··· Task data

//! Batch runner. Fans independent optimization batches out to the
//! blocking thread pool.
//!
//! Batches share the immutable `SlipStrategy` and board through `Arc`s;
//! each one builds its own usage counters inside `SlipStrategy::run_batch`.

use std::sync::Arc;

use anyhow::{Context, Result};
use futures::future::join_all;
use tracing::info;

use crate::strategy::{BatchOutcome, BatchTargets, SlipStrategy};
use crate::types::{Prop, TicketType};

/// One unit of work for the pool.
#[derive(Debug, Clone, Copy, PartialEq)]
pub struct BatchJob {
    pub ticket_type: TicketType,
    pub target: usize,
    pub bankroll: f64,
}

impl BatchJob {
    /// One POWER and one FLEX job for the given targets.
    pub fn for_targets(targets: BatchTargets, bankroll: f64) -> Vec<BatchJob> {
        TicketType::ALL
            .iter()
            .map(|&ticket_type| BatchJob {
                ticket_type,
                target: targets.for_ticket(ticket_type),
                bankroll,
            })
            .collect()
    }
}

/// Run every job concurrently; outcomes come back in job order.
pub async fn run_parallel(
    strategy: Arc<SlipStrategy>,
    board: Arc<Vec<Prop>>,
    jobs: Vec<BatchJob>,
) -> Result<Vec<BatchOutcome>> {
    let job_count = jobs.len();
    let handles = jobs.into_iter().map(|job| {
        let strategy = Arc::clone(&strategy);
        let board = Arc::clone(&board);
        tokio::task::spawn_blocking(move || {
            strategy.run_batch(&board, job.ticket_type, job.target, job.bankroll)
        })
    });

    let mut outcomes = Vec::with_capacity(job_count);
    for joined in join_all(handles).await {
        outcomes.push(joined.context("Batch worker panicked")?);
    }

    info!(
        batches = outcomes.len(),
        slips = outcomes.iter().map(|o| o.staked.len() + o.suppressed.len()).sum::<usize>(),
        "All batches complete"
    );
    Ok(outcomes)
}

// ---------------------------------------------------------------------------
// Tests
// ---------------------------------------------------------------------------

······

## [The problem]
In full and exactly, transcribe the material above.

## [Written answer]
//! Batch runner. Fans independent optimization batches out to the
//! blocking thread pool.
//!
//! Batches share the immutable `SlipStrategy` and board through `Arc`s;
//! each one builds its own usage counters inside `SlipStrategy::run_batch`.

use std::sync::Arc;

use anyhow::{Context, Result};
use futures::future::join_all;
use tracing::info;

use crate::strategy::{BatchOutcome, BatchTargets, SlipStrategy};
use crate::types::{Prop, TicketType};

/// One unit of work for the pool.
#[derive(Debug, Clone, Copy, PartialEq)]
pub struct BatchJob {
    pub ticket_type: TicketType,
    pub target: usize,
    pub bankroll: f64,
}

impl BatchJob {
    /// One POWER and one FLEX job for the given targets.
    pub fn for_targets(targets: BatchTargets, bankroll: f64) -> Vec<BatchJob> {
        TicketType::ALL
            .iter()
            .map(|&ticket_type| BatchJob {
                ticket_type,
                target: targets.for_ticket(ticket_type),
                bankroll,
            })
            .collect()
    }
}

/// Run every job concurrently; outcomes come back in job order.
pub async fn run_parallel(
    strategy: Arc<SlipStrategy>,
    board: Arc<Vec<Prop>>,
    jobs: Vec<BatchJob>,
) -> Result<Vec<BatchOutcome>> {
    let job_count = jobs.len();
    let handles = jobs.into_iter().map(|job| {
        let strategy = Arc::clone(&strategy);
        let board = Arc::clone(&board);
        tokio::task::spawn_blocking(move || {
            strategy.run_batch(&board, job.ticket_type, job.target, job.bankroll)
        })
    });

    let mut outcomes = Vec::with_capacity(job_count);
    for joined in join_all(handles).await {
        outcomes.push(joined.context("Batch worker panicked")?);
    }

    info!(
        batches = outcomes.len(),
        slips = outcomes.iter().map(|o| o.staked.len() + o.suppressed.len()).sum::<usize>(),
        "All batches complete"
    );
    Ok(outcomes)
}

// ---------------------------------------------------------------------------
// Tests
// ---------------------------------------------------------------------------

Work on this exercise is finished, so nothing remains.